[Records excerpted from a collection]
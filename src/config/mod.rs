//! Configuration layer: typed settings with layered precedence (file → env → CLI).

mod cli;

use std::{str::FromStr, time::Duration};

use clap::Parser;
use config::{Config, Environment, File};
use serde::Deserialize;
use thiserror::Error;
use tracing::level_filters::LevelFilter;
use url::Url;

use crate::cache::Endpoint;
use crate::channel::{Jitter, ReconnectPolicy};

pub use cli::{CliArgs, Command, CommonOverrides, GetArgs, MutateArgs, WatchArgs, params_object};

const DEFAULT_CONFIG_BASENAME: &str = "config/default";
const LOCAL_CONFIG_BASENAME: &str = "portal-sync";
const ENV_PREFIX: &str = "PORTAL_SYNC";
const DEFAULT_API_BASE_URL: &str = "http://127.0.0.1:8080/api/";
const DEFAULT_API_REQUEST_TIMEOUT_SECS: u64 = 30;
const DEFAULT_CHANNEL_URL: &str = "ws://127.0.0.1:8080/socket";
const DEFAULT_CHANNEL_CONNECT_TIMEOUT_SECS: u64 = 10;
const DEFAULT_RECONNECT_BASE_MS: u64 = 1_000;
const DEFAULT_RECONNECT_CAP_MS: u64 = 30_000;
const DEFAULT_CACHE_KEEP_UNUSED_SECS: u64 = 60;
const DEFAULT_NOTIFICATION_EVENT: &str = "notification";
const DEFAULT_NOTIFICATION_TAG: &str = "Notifications";
const DEFAULT_NOTIFICATIONS_ENDPOINT: &str = "GET /notifications";

/// Fully-resolved settings after precedence resolution and validation.
#[derive(Debug, Clone)]
pub struct Settings {
    pub api: ApiSettings,
    pub channel: ChannelSettings,
    pub cache: CacheSettings,
    pub portal: PortalSettings,
    pub logging: LoggingSettings,
}

#[derive(Debug, Clone)]
pub struct ApiSettings {
    /// Always ends with `/` so endpoint paths join beneath it.
    pub base_url: Url,
    pub request_timeout: Duration,
    pub token: Option<String>,
}

#[derive(Debug, Clone)]
pub struct ChannelSettings {
    pub url: Url,
    pub connect_timeout: Duration,
    pub reconnect: ReconnectPolicy,
}

#[derive(Debug, Clone)]
pub struct CacheSettings {
    pub keep_unused_for: Duration,
}

#[derive(Debug, Clone)]
pub struct PortalSettings {
    pub notification_event: String,
    pub notification_tags: Vec<String>,
    pub notifications_endpoint: String,
}

#[derive(Debug, Clone)]
pub struct LoggingSettings {
    pub level: LevelFilter,
    pub format: LogFormat,
}

#[derive(Debug, Clone, Copy)]
pub enum LogFormat {
    Json,
    Compact,
}

#[derive(Debug, Error)]
pub enum LoadError {
    #[error("failed to build configuration: {0}")]
    Build(#[from] config::ConfigError),
    #[error("invalid configuration for `{key}`: {reason}")]
    Invalid { key: &'static str, reason: String },
}

impl LoadError {
    fn invalid(key: &'static str, reason: impl Into<String>) -> Self {
        Self::Invalid {
            key,
            reason: reason.into(),
        }
    }
}

/// Load settings using the configured precedence (file → environment → CLI).
pub fn load(cli: &CliArgs) -> Result<Settings, LoadError> {
    let mut builder = Config::builder()
        .add_source(File::with_name(DEFAULT_CONFIG_BASENAME).required(false))
        .add_source(File::with_name(LOCAL_CONFIG_BASENAME).required(false));

    if let Some(path) = cli.config_file.as_ref() {
        builder = builder.add_source(File::from(path.as_path()).required(true));
    }

    builder = builder.add_source(Environment::with_prefix(ENV_PREFIX).separator("__"));

    let mut raw: RawSettings = builder.build()?.try_deserialize()?;
    raw.apply_overrides(cli.command.overrides());

    Settings::from_raw(raw)
}

/// Resolve configuration using the supplied CLI arguments, returning both for downstream use.
pub fn load_with_cli() -> Result<(CliArgs, Settings), LoadError> {
    let args = CliArgs::parse();
    let settings = load(&args)?;
    Ok((args, settings))
}

#[derive(Debug, Clone, Deserialize, Default)]
#[serde(default)]
struct RawSettings {
    api: RawApiSettings,
    channel: RawChannelSettings,
    cache: RawCacheSettings,
    portal: RawPortalSettings,
    logging: RawLoggingSettings,
}

impl RawSettings {
    fn apply_overrides(&mut self, overrides: &CommonOverrides) {
        if let Some(url) = overrides.api_base_url.as_ref() {
            self.api.base_url = Some(url.clone());
        }
        if let Some(token) = overrides.api_token.as_ref() {
            self.api.token = Some(token.clone());
        }
        if let Some(seconds) = overrides.api_request_timeout_seconds {
            self.api.request_timeout_seconds = Some(seconds);
        }
        if let Some(url) = overrides.channel_url.as_ref() {
            self.channel.url = Some(url.clone());
        }
        if let Some(seconds) = overrides.cache_keep_unused_seconds {
            self.cache.keep_unused_for_seconds = Some(seconds);
        }
        if let Some(level) = overrides.log_level.as_ref() {
            self.logging.level = Some(level.clone());
        }
        if let Some(json) = overrides.log_json {
            self.logging.json = Some(json);
        }
    }
}

impl Settings {
    fn from_raw(raw: RawSettings) -> Result<Self, LoadError> {
        let RawSettings {
            api,
            channel,
            cache,
            portal,
            logging,
        } = raw;

        Ok(Self {
            api: build_api_settings(api)?,
            channel: build_channel_settings(channel)?,
            cache: build_cache_settings(cache),
            portal: build_portal_settings(portal)?,
            logging: build_logging_settings(logging)?,
        })
    }
}

fn build_api_settings(api: RawApiSettings) -> Result<ApiSettings, LoadError> {
    let raw_url = api
        .base_url
        .unwrap_or_else(|| DEFAULT_API_BASE_URL.to_string());
    let mut base_url = Url::parse(raw_url.trim())
        .map_err(|err| LoadError::invalid("api.base_url", format!("failed to parse: {err}")))?;
    if !matches!(base_url.scheme(), "http" | "https") {
        return Err(LoadError::invalid(
            "api.base_url",
            "scheme must be http or https",
        ));
    }
    if !base_url.path().ends_with('/') {
        let path = format!("{}/", base_url.path());
        base_url.set_path(&path);
    }

    let timeout_secs = api
        .request_timeout_seconds
        .unwrap_or(DEFAULT_API_REQUEST_TIMEOUT_SECS);
    let request_timeout = non_zero_secs(timeout_secs, "api.request_timeout_seconds")?;

    let token = api.token.and_then(|value| {
        let trimmed = value.trim();
        (!trimmed.is_empty()).then(|| trimmed.to_string())
    });

    Ok(ApiSettings {
        base_url,
        request_timeout,
        token,
    })
}

fn build_channel_settings(channel: RawChannelSettings) -> Result<ChannelSettings, LoadError> {
    let raw_url = channel
        .url
        .unwrap_or_else(|| DEFAULT_CHANNEL_URL.to_string());
    let url = Url::parse(raw_url.trim())
        .map_err(|err| LoadError::invalid("channel.url", format!("failed to parse: {err}")))?;
    if !matches!(url.scheme(), "ws" | "wss") {
        return Err(LoadError::invalid("channel.url", "scheme must be ws or wss"));
    }

    let connect_timeout = non_zero_secs(
        channel
            .connect_timeout_seconds
            .unwrap_or(DEFAULT_CHANNEL_CONNECT_TIMEOUT_SECS),
        "channel.connect_timeout_seconds",
    )?;

    let base_ms = channel
        .reconnect_base_ms
        .unwrap_or(DEFAULT_RECONNECT_BASE_MS);
    if base_ms == 0 {
        return Err(LoadError::invalid(
            "channel.reconnect_base_ms",
            "must be greater than zero",
        ));
    }
    let cap_ms = channel.reconnect_cap_ms.unwrap_or(DEFAULT_RECONNECT_CAP_MS);
    if cap_ms < base_ms {
        return Err(LoadError::invalid(
            "channel.reconnect_cap_ms",
            "must not be smaller than channel.reconnect_base_ms",
        ));
    }

    Ok(ChannelSettings {
        url,
        connect_timeout,
        reconnect: ReconnectPolicy {
            base: Duration::from_millis(base_ms),
            cap: Duration::from_millis(cap_ms),
            jitter: channel.reconnect_jitter.unwrap_or_default(),
        },
    })
}

fn build_cache_settings(cache: RawCacheSettings) -> CacheSettings {
    let seconds = cache
        .keep_unused_for_seconds
        .unwrap_or(DEFAULT_CACHE_KEEP_UNUSED_SECS);
    CacheSettings {
        keep_unused_for: Duration::from_secs(seconds),
    }
}

fn build_portal_settings(portal: RawPortalSettings) -> Result<PortalSettings, LoadError> {
    let notification_event = portal
        .notification_event
        .map(|value| value.trim().to_string())
        .unwrap_or_else(|| DEFAULT_NOTIFICATION_EVENT.to_string());
    if notification_event.is_empty() {
        return Err(LoadError::invalid(
            "portal.notification_event",
            "must not be empty",
        ));
    }

    let notification_tags = portal
        .notification_tags
        .unwrap_or_else(|| vec![DEFAULT_NOTIFICATION_TAG.to_string()]);
    if notification_tags.iter().any(|tag| tag.trim().is_empty()) {
        return Err(LoadError::invalid(
            "portal.notification_tags",
            "tags must not be empty",
        ));
    }

    let notifications_endpoint = portal
        .notifications_endpoint
        .unwrap_or_else(|| DEFAULT_NOTIFICATIONS_ENDPOINT.to_string());
    Endpoint::parse(&notifications_endpoint)
        .map_err(|err| LoadError::invalid("portal.notifications_endpoint", err.to_string()))?;

    Ok(PortalSettings {
        notification_event,
        notification_tags,
        notifications_endpoint,
    })
}

fn build_logging_settings(logging: RawLoggingSettings) -> Result<LoggingSettings, LoadError> {
    let level = match logging.level {
        Some(level) => LevelFilter::from_str(level.as_str()).map_err(|err| {
            LoadError::invalid("logging.level", format!("failed to parse: {err}"))
        })?,
        None => LevelFilter::INFO,
    };

    let format = if logging.json.unwrap_or(false) {
        LogFormat::Json
    } else {
        LogFormat::Compact
    };

    Ok(LoggingSettings { level, format })
}

fn non_zero_secs(value: u64, key: &'static str) -> Result<Duration, LoadError> {
    if value == 0 {
        return Err(LoadError::invalid(key, "must be greater than zero"));
    }
    Ok(Duration::from_secs(value))
}

#[derive(Debug, Clone, Deserialize, Default)]
#[serde(default)]
struct RawApiSettings {
    base_url: Option<String>,
    request_timeout_seconds: Option<u64>,
    token: Option<String>,
}

#[derive(Debug, Clone, Deserialize, Default)]
#[serde(default)]
struct RawChannelSettings {
    url: Option<String>,
    connect_timeout_seconds: Option<u64>,
    reconnect_base_ms: Option<u64>,
    reconnect_cap_ms: Option<u64>,
    reconnect_jitter: Option<Jitter>,
}

#[derive(Debug, Clone, Deserialize, Default)]
#[serde(default)]
struct RawCacheSettings {
    keep_unused_for_seconds: Option<u64>,
}

#[derive(Debug, Clone, Deserialize, Default)]
#[serde(default)]
struct RawPortalSettings {
    notification_event: Option<String>,
    notification_tags: Option<Vec<String>>,
    notifications_endpoint: Option<String>,
}

#[derive(Debug, Clone, Deserialize, Default)]
#[serde(default)]
struct RawLoggingSettings {
    level: Option<String>,
    json: Option<bool>,
}
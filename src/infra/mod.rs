//! Infrastructure adapters and runtime bootstrap.

pub mod error;
pub mod http;
pub mod socket;
pub mod telemetry;
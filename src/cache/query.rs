use std::collections::HashSet;

use serde_json::Value;

use super::keys::{KeyError, Params, RequestKey, Tag};

/// A subscription request: which read to perform and which tags it provides.
///
/// Tags are attached when the entry is first created; later subscriptions to
/// the same key with different tags do not retag it.
#[derive(Debug, Clone, PartialEq, Eq)]
pub struct Query {
    key: RequestKey,
    tags: HashSet<Tag>,
}

impl Query {
    /// A parameterless read of `endpoint` (`"GET /leaves"`).
    pub fn new(endpoint: &str) -> Result<Self, KeyError> {
        Ok(Self::from_key(RequestKey::parse(endpoint, Value::Null)?))
    }

    pub fn from_key(key: RequestKey) -> Self {
        Self {
            key,
            tags: HashSet::new(),
        }
    }

    pub fn params(self, params: Value) -> Result<Self, KeyError> {
        let key = RequestKey::new(self.key.endpoint().clone(), Params::new(params)?);
        Ok(Self { key, ..self })
    }

    pub fn provides<I, T>(mut self, tags: I) -> Self
    where
        I: IntoIterator<Item = T>,
        T: Into<Tag>,
    {
        self.tags.extend(tags.into_iter().map(Into::into));
        self
    }

    pub fn key(&self) -> &RequestKey {
        &self.key
    }

    pub fn tags(&self) -> &HashSet<Tag> {
        &self.tags
    }

    pub(crate) fn into_parts(self) -> (RequestKey, HashSet<Tag>) {
        (self.key, self.tags)
    }
}
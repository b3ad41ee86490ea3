//! Per-session event handler registry.

use std::collections::HashMap;
use std::panic::{AssertUnwindSafe, catch_unwind};
use std::sync::atomic::{AtomicU64, Ordering};
use std::sync::{Arc, RwLock};

use serde_json::Value;
use tracing::warn;

use crate::util::lock::{rw_read, rw_write};

const SOURCE: &str = "channel::handlers";

pub type EventHandler = Arc<dyn Fn(&Value) + Send + Sync>;

/// Identifies a registered handler so it can be removed with
/// [`EventChannel::off`](super::EventChannel::off).
#[derive(Debug, Clone, Copy, PartialEq, Eq, Hash)]
pub struct HandlerId(u64);

static NEXT_HANDLER_ID: AtomicU64 = AtomicU64::new(1);

impl HandlerId {
    fn next() -> Self {
        Self(NEXT_HANDLER_ID.fetch_add(1, Ordering::Relaxed))
    }
}

/// Handlers by event name, in registration order.
#[derive(Default)]
pub(crate) struct HandlerRegistry {
    handlers: RwLock<HashMap<String, Vec<(HandlerId, EventHandler)>>>,
}

impl HandlerRegistry {
    pub(crate) fn add(&self, event: &str, handler: EventHandler) -> HandlerId {
        let id = HandlerId::next();
        rw_write(&self.handlers, SOURCE, "add")
            .entry(event.to_string())
            .or_default()
            .push((id, handler));
        id
    }

    pub(crate) fn remove(&self, id: HandlerId) -> bool {
        let mut handlers = rw_write(&self.handlers, SOURCE, "remove");
        let mut removed = false;
        handlers.retain(|_, list| {
            let before = list.len();
            list.retain(|(handler_id, _)| *handler_id != id);
            removed |= list.len() != before;
            !list.is_empty()
        });
        removed
    }

    pub(crate) fn clear(&self) {
        rw_write(&self.handlers, SOURCE, "clear").clear();
    }

    /// Runs every handler for `event`; returns how many ran.
    ///
    /// Handlers are invoked outside the lock so they may register or remove
    /// handlers themselves.
    pub(crate) fn dispatch(&self, event: &str, data: &Value) -> usize {
        let targets: Vec<EventHandler> = rw_read(&self.handlers, SOURCE, "dispatch")
            .get(event)
            .map(|list| list.iter().map(|(_, handler)| Arc::clone(handler)).collect())
            .unwrap_or_default();
        for handler in &targets {
            if catch_unwind(AssertUnwindSafe(|| handler(data))).is_err() {
                warn!(event, "Event handler panicked");
            }
        }
        targets.len()
    }

    pub(crate) fn len(&self) -> usize {
        rw_read(&self.handlers, SOURCE, "len")
            .values()
            .map(Vec::len)
            .sum()
    }
}

#[cfg(test)]
mod tests {
    use std::sync::Mutex;

    use serde_json::json;

    use super::*;

    fn recorder(log: &Arc<Mutex<Vec<String>>>, label: &'static str) -> EventHandler {
        let log = Arc::clone(log);
        Arc::new(move |data: &Value| {
            log.lock()
                .expect("log lock")
                .push(format!("{label}:{data}"));
        })
    }

    #[test]
    fn dispatch_runs_in_registration_order() {
        let registry = HandlerRegistry::default();
        let log = Arc::new(Mutex::new(Vec::new()));
        registry.add("notification", recorder(&log, "first"));
        registry.add("notification", recorder(&log, "second"));
        registry.add("other", recorder(&log, "other"));

        let ran = registry.dispatch("notification", &json!(1));

        assert_eq!(ran, 2);
        assert_eq!(*log.lock().expect("log lock"), vec!["first:1", "second:1"]);
    }

    #[test]
    fn remove_and_clear() {
        let registry = HandlerRegistry::default();
        let log = Arc::new(Mutex::new(Vec::new()));
        let id = registry.add("notification", recorder(&log, "a"));
        registry.add("notification", recorder(&log, "b"));

        assert!(registry.remove(id));
        assert!(!registry.remove(id));
        assert_eq!(registry.len(), 1);

        registry.clear();
        assert_eq!(registry.dispatch("notification", &json!(null)), 0);
        assert!(log.lock().expect("log lock").is_empty());
    }

    #[test]
    fn handler_may_register_during_dispatch() {
        let registry = Arc::new(HandlerRegistry::default());
        let inner = Arc::clone(&registry);
        registry.add(
            "notification",
            Arc::new(move |_: &Value| {
                inner.add("notification", Arc::new(|_: &Value| {}));
            }),
        );

        registry.dispatch("notification", &json!({}));
        assert_eq!(registry.len(), 2);
    }

    fn explode(_: &Value) {
        panic!("handler bug");
    }

    #[test]
    fn panicking_handler_does_not_stop_the_rest() {
        let registry = HandlerRegistry::default();
        let log = Arc::new(Mutex::new(Vec::new()));
        registry.add("notification", Arc::new(explode));
        registry.add("notification", recorder(&log, "after"));

        assert_eq!(registry.dispatch("notification", &json!(2)), 2);
        assert_eq!(*log.lock().expect("log lock"), vec!["after:2"]);
    }
}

TRY IT:
Tell how many lines of the data include the word "warn", without any other words.

RESULT:
2